**Your assignment:** Look through the lines below and extract each one that contains "payload".

**Stored data:**
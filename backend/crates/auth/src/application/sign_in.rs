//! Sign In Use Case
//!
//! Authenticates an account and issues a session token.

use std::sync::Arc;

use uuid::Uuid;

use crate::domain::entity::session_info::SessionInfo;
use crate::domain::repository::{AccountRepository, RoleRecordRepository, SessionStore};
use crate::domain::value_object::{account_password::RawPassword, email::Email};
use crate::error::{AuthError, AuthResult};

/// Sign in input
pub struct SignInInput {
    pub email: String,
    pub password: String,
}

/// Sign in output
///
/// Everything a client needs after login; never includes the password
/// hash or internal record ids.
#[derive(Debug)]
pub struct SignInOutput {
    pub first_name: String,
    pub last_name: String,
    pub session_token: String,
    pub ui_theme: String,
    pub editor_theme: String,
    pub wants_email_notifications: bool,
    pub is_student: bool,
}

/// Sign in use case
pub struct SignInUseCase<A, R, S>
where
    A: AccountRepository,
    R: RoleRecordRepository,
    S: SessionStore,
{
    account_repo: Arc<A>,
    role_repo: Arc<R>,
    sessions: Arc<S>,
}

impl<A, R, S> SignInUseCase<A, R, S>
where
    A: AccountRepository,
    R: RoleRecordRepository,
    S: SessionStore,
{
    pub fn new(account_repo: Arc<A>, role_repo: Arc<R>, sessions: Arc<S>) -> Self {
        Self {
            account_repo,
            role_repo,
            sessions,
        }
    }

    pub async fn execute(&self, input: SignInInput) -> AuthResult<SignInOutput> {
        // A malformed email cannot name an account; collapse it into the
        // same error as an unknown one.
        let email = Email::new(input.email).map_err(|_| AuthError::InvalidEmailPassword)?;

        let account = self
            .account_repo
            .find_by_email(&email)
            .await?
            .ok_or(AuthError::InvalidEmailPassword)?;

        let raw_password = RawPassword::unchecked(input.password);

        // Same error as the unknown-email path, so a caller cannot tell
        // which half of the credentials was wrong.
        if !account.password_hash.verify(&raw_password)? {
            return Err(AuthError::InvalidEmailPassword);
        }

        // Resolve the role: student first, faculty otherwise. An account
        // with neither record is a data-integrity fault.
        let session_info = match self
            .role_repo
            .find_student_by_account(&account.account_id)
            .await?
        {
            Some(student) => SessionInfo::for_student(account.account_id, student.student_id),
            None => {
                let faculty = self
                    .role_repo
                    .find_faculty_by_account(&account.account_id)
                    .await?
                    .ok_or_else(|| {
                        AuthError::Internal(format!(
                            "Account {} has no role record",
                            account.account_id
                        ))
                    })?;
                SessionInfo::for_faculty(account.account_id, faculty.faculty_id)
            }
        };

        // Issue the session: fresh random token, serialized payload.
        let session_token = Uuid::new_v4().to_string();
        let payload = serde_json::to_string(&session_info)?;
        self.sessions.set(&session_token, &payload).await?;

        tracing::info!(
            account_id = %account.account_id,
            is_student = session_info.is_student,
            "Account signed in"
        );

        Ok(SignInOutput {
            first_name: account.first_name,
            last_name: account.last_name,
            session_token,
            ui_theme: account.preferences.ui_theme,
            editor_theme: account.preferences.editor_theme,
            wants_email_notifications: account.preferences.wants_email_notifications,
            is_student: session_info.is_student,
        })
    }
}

* * *

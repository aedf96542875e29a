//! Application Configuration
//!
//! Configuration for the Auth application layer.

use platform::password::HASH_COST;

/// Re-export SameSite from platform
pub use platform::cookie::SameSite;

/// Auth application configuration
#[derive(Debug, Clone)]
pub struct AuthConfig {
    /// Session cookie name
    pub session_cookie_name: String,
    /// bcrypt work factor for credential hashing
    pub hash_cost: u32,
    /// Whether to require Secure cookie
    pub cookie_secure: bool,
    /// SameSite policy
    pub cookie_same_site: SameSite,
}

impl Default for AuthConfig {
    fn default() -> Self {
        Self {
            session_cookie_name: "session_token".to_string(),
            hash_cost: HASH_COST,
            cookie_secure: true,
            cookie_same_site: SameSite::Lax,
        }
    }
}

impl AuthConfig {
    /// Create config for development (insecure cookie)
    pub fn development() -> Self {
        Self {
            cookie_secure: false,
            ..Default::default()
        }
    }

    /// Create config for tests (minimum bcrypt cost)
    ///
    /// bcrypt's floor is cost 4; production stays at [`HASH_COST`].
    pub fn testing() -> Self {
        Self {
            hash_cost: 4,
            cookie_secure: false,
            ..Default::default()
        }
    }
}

**Solution:**
        // Issue the session: fresh random token, serialized payload.
        let payload = serde_json::to_string(&session_info)?;
        self.sessions.set(&session_token, &payload).await?;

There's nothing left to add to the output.